There’s no question that it’s a scene-setting chapter for the upcoming Shelob climax, but there are still some interesting things going on. We get a closer glimpse into Frodo’s internal monologue about Gollum, and we get some worrying hints about Gollum’s current mental state. And these are pulled together in the chapter’s closing conversation between Frodo and Faramir, which raises a host of interesting questions regarding oaths, the limits of protocol, and choice.

 

Moonset over Gondor

It’s easy to see “The Window on the West” as a highlight chapter for Frodo in The Two Towers. He holds his own in a tough round of questioning by Faramir, he gets food, rest, and – most importantly – a sympathetic ear and ally. But his time overlooking the pool shows how fleeting that moment was, and how it came with its own cost. When Faramir pulls him out onto the platform overlooking the pool, Frodo is not particularly impressed by the beautiful sight.
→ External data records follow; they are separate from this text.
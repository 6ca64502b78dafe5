//! Repository Module
//!
//! Provides CRUD operations for SurrealDB tables.

// Resource catalog
pub mod cage;
pub mod pet;
pub mod service;

// Reservations
pub mod reservation;

// Re-exports
pub use cage::CageRepository;
pub use pet::PetRepository;
pub use reservation::ReservationRepository;
pub use service::ServiceRepository;

use surrealdb::Surreal;
use surrealdb::engine::local::Db;
use thiserror::Error;

/// Repository error types
#[derive(Debug, Error)]
pub enum RepoError {
    #[error("Not found: {0}")]
    NotFound(String),

    #[error("Duplicate: {0}")]
    Duplicate(String),

    #[error("Conflict: {0}")]
    Conflict(String),

    #[error("Database error: {0}")]
    Database(String),

    #[error("Validation error: {0}")]
    Validation(String),
}

impl From<surrealdb::Error> for RepoError {
    fn from(err: surrealdb::Error) -> Self {
        RepoError::Database(err.to_string())
    }
}

impl From<RepoError> for crate::utils::AppError {
    fn from(err: RepoError) -> Self {
        use crate::utils::AppError;
        match err {
            RepoError::NotFound(msg) => AppError::NotFound(msg),
            RepoError::Duplicate(msg) | RepoError::Conflict(msg) => AppError::Conflict(msg),
            RepoError::Validation(msg) => AppError::Validation(msg),
            RepoError::Database(msg) => AppError::Database(msg),
        }
    }
}

/// Result type for repository operations
pub type RepoResult<T> = Result<T, RepoError>;

// =============================================================================
// ID Convention: 全栈统一使用 "table:id" 格式
// =============================================================================
//
// 使用 surrealdb::RecordId 处理所有 ID：
//   - 解析: let id: RecordId = "cage:abc".parse()?;
//   - 获取表名: id.table()
//   - CRUD: db.select(id) / db.delete(id) 直接使用 RecordId
//
// 跨表引用 (reservation.booking.cage, reservation.pets) 存储为字符串形式，
// 查询时绑定同样的字符串形式，保证比较一致。

/// Base repository with database reference
#[derive(Clone)]
pub struct BaseRepository {
    db: Surreal<Db>,
}

impl BaseRepository {
    pub fn new(db: Surreal<Db>) -> Self {
        Self { db }
    }

    pub fn db(&self) -> &Surreal<Db> {
        &self.db
    }

    /// Parse a `table:id` string, rejecting malformed input
    pub fn parse_id(&self, id: &str) -> RepoResult<surrealdb::RecordId> {
        id.parse()
            .map_err(|_| RepoError::Validation(format!("Invalid ID: {}", id)))
    }
}
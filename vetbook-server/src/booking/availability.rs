//! Availability Resolver
//!
//! Read-only: safe to call repeatedly while the client edits the date
//! range. Nothing is reserved here — the authoritative overlap check runs
//! again inside [`super::store::BookingStore::create`] under the cage
//! lock.

use chrono::NaiveDate;
use serde::Serialize;
use surrealdb::Surreal;
use surrealdb::engine::local::Db;

use crate::db::models::{Cage, CageType};
use crate::db::repository::{CageRepository, ReservationRepository};

use super::error::BookingError;
use super::pricing;

/// A free cage annotated with the computed stay charge
#[derive(Debug, Clone, Serialize)]
pub struct CageAvailability {
    pub cage: Cage,
    /// `daily_rate × days` for the requested range
    pub total_amount: f64,
}

#[derive(Clone)]
pub struct AvailabilityResolver {
    cages: CageRepository,
    reservations: ReservationRepository,
}

impl AvailabilityResolver {
    pub fn new(db: Surreal<Db>) -> Self {
        Self {
            cages: CageRepository::new(db.clone()),
            reservations: ReservationRepository::new(db),
        }
    }

    /// Cages with no overlapping active reservation in
    /// `[check_in, check_out)`, optionally narrowed by cage type.
    ///
    /// Comparison is by calendar date. The administrative cage status is
    /// deliberately not consulted: it is an independent staff-facing
    /// signal, not a schedule.
    pub async fn find_available_cages(
        &self,
        check_in: NaiveDate,
        check_out: NaiveDate,
        cage_type: Option<CageType>,
    ) -> Result<Vec<CageAvailability>, BookingError> {
        if check_out <= check_in {
            return Err(BookingError::Validation(
                "check_out_date must be after check_in_date".into(),
            ));
        }

        let occupied = self.reservations.occupied_cages(check_in, check_out).await?;
        let days = (check_out - check_in).num_days();

        let cages = self.cages.find_all(None, cage_type).await?;
        let available = cages
            .into_iter()
            .filter(|cage| {
                cage.id
                    .as_ref()
                    .is_some_and(|id| !occupied.contains(&id.to_string()))
            })
            .map(|cage| {
                let total_amount = pricing::boarding_charge(cage.daily_rate, days);
                CageAvailability { cage, total_amount }
            })
            .collect();
        Ok(available)
    }
}
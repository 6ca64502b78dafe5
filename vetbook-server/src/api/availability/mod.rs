//! Availability API 模块
//!
//! 只读档期查询，可在用户编辑日期区间时反复调用，不产生任何副作用。

use axum::{
    Json, Router,
    extract::{Query, State},
    routing::get,
};
use serde::Deserialize;

use crate::booking::CageAvailability;
use crate::core::ServerState;
use crate::db::models::CageType;
use crate::utils::AppResult;
use crate::utils::time::parse_date;

pub fn router() -> Router<ServerState> {
    Router::new().route("/api/availability", get(find))
}

/// Query params for an availability lookup
#[derive(Debug, Deserialize)]
pub struct AvailabilityQuery {
    pub check_in: String,
    pub check_out: String,
    #[serde(rename = "type")]
    pub cage_type: Option<CageType>,
}

/// GET /api/availability - 指定日期区间内无档期冲突的笼位
pub async fn find(
    State(state): State<ServerState>,
    Query(query): Query<AvailabilityQuery>,
) -> AppResult<Json<Vec<CageAvailability>>> {
    let check_in = parse_date(&query.check_in)?;
    let check_out = parse_date(&query.check_out)?;

    let available = state
        .availability
        .find_available_cages(check_in, check_out, query.cage_type)
        .await?;
    Ok(Json(available))
}
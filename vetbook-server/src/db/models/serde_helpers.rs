//! Common serde helpers for handling record links from SurrealDB
//!
//! 支持两种 RecordId 格式的反序列化：
//! - 字符串格式 "table:id" (来自 API JSON)
//! - SurrealDB 原生格式 (来自数据库)

use serde::{Deserialize, Deserializer, Serializer};
use surrealdb::RecordId;

/// Deserialize bool that treats null as true
pub fn bool_true<'de, D>(deserializer: D) -> Result<bool, D::Error>
where
    D: Deserializer<'de>,
{
    Option::<bool>::deserialize(deserializer).map(|opt| opt.unwrap_or(true))
}

/// 内部辅助：同时支持字符串和原生 RecordId 格式
#[derive(Debug, Clone)]
struct FlexibleRecordId(RecordId);

impl<'de> Deserialize<'de> for FlexibleRecordId {
    fn deserialize<D>(deserializer: D) -> Result<Self, D::Error>
    where
        D: Deserializer<'de>,
    {
        use serde::de::{self, Visitor};
        use std::fmt;

        struct FlexibleVisitor;

        impl<'de> Visitor<'de> for FlexibleVisitor {
            type Value = FlexibleRecordId;

            fn expecting(&self, formatter: &mut fmt::Formatter) -> fmt::Result {
                formatter.write_str("a string 'table:id' or RecordId")
            }

            fn visit_str<E>(self, value: &str) -> Result<Self::Value, E>
            where
                E: de::Error,
            {
                value
                    .parse::<RecordId>()
                    .map(FlexibleRecordId)
                    .map_err(|_| de::Error::custom(format!("invalid RecordId: {}", value)))
            }

            fn visit_map<M>(self, map: M) -> Result<Self::Value, M::Error>
            where
                M: de::MapAccess<'de>,
            {
                // 委托给 RecordId 原生反序列化
                RecordId::deserialize(de::value::MapAccessDeserializer::new(map))
                    .map(FlexibleRecordId)
            }
        }

        deserializer.deserialize_any(FlexibleVisitor)
    }
}

/// RecordId serialization as "table:id" string
pub mod record_id {
    use super::*;

    pub fn serialize<S>(id: &RecordId, s: S) -> Result<S::Ok, S::Error>
    where
        S: Serializer,
    {
        s.serialize_str(&id.to_string())
    }

    pub fn deserialize<'de, D>(d: D) -> Result<RecordId, D::Error>
    where
        D: Deserializer<'de>,
    {
        FlexibleRecordId::deserialize(d).map(|f| f.0)
    }
}

/// Option<RecordId> serialization
pub mod option_record_id {
    use super::*;

    pub fn serialize<S>(id: &Option<RecordId>, s: S) -> Result<S::Ok, S::Error>
    where
        S: Serializer,
    {
        match id {
            Some(id) => s.serialize_some(&id.to_string()),
            None => s.serialize_none(),
        }
    }

    pub fn deserialize<'de, D>(d: D) -> Result<Option<RecordId>, D::Error>
    where
        D: Deserializer<'de>,
    {
        Option::<FlexibleRecordId>::deserialize(d).map(|opt| opt.map(|f| f.0))
    }
}

/// Vec<RecordId> serialization
pub mod vec_record_id {
    use super::*;

    pub fn serialize<S>(ids: &[RecordId], s: S) -> Result<S::Ok, S::Error>
    where
        S: Serializer,
    {
        use serde::ser::SerializeSeq;
        let mut seq = s.serialize_seq(Some(ids.len()))?;
        for id in ids {
            seq.serialize_element(&id.to_string())?;
        }
        seq.end()
    }

    pub fn deserialize<'de, D>(d: D) -> Result<Vec<RecordId>, D::Error>
    where
        D: Deserializer<'de>,
    {
        Vec::<FlexibleRecordId>::deserialize(d)
            .map(|v| v.into_iter().map(|f| f.0).collect())
    }
}
use axum::{
    http::StatusCode,
    response::{IntoResponse, Response},
    Json,
};
use serde_json::json;
use thiserror::Error;

use crate::resumes::validation::FieldError;

/// Application-level error type.
/// Implements `IntoResponse` so Axum handlers can return `Result<T, AppError>`.
#[derive(Debug, Error)]
pub enum AppError {
    #[error("Not found: {0}")]
    NotFound(String),

    #[error("Validation failed on {} field(s)", .0.len())]
    Validation(Vec<FieldError>),

    #[error("Database error: {0}")]
    Database(#[from] mongodb::error::Error),

    #[error("Internal server error: {0}")]
    Internal(#[from] anyhow::Error),
}

impl IntoResponse for AppError {
    fn into_response(self) -> Response {
        match self {
            AppError::NotFound(msg) => error_response(StatusCode::NOT_FOUND, "NOT_FOUND", &msg),
            AppError::Validation(fields) => {
                let body = Json(json!({
                    "error": {
                        "code": "VALIDATION_ERROR",
                        "message": "One or more fields failed validation",
                        "fields": fields,
                    }
                }));
                (StatusCode::UNPROCESSABLE_ENTITY, body).into_response()
            }
            AppError::Database(e) => {
                tracing::error!("Database error: {e}");
                error_response(
                    StatusCode::INTERNAL_SERVER_ERROR,
                    "DATABASE_ERROR",
                    "A database error occurred",
                )
            }
            AppError::Internal(e) => {
                tracing::error!("Internal error: {e:?}");
                error_response(
                    StatusCode::INTERNAL_SERVER_ERROR,
                    "INTERNAL_ERROR",
                    "An internal server error occurred",
                )
            }
        }
    }
}

fn error_response(status: StatusCode, code: &str, message: &str) -> Response {
    let body = Json(json!({
        "error": {
            "code": code,
            "message": message
        }
    }));
    (status, body).into_response()
}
Instead “a shiver ran through him, wondering if anywhere in the vastness of the nightlands his old companions walked or slept, or lay dead shrouded in mist.”

Given the amount of story that has passed in between (and the gap between our knowledge and Frodo’s) it surprised me to remember that Frodo just learned that Boromir – with whom he’d had a fraught, complicated relationship – is dead. And that the rest of the Fellowship, including Merry and Pippin, may be dead too. It takes the sheen off a good night’s sleep and slight respite from the slog towards Mordor.

[Poor Faramir can’t quite read the room, though, and mostly winds up chastising them for not sufficiently enjoying the view over the pool and “fair Ithil” (it’s worth a few shivers, Sam)].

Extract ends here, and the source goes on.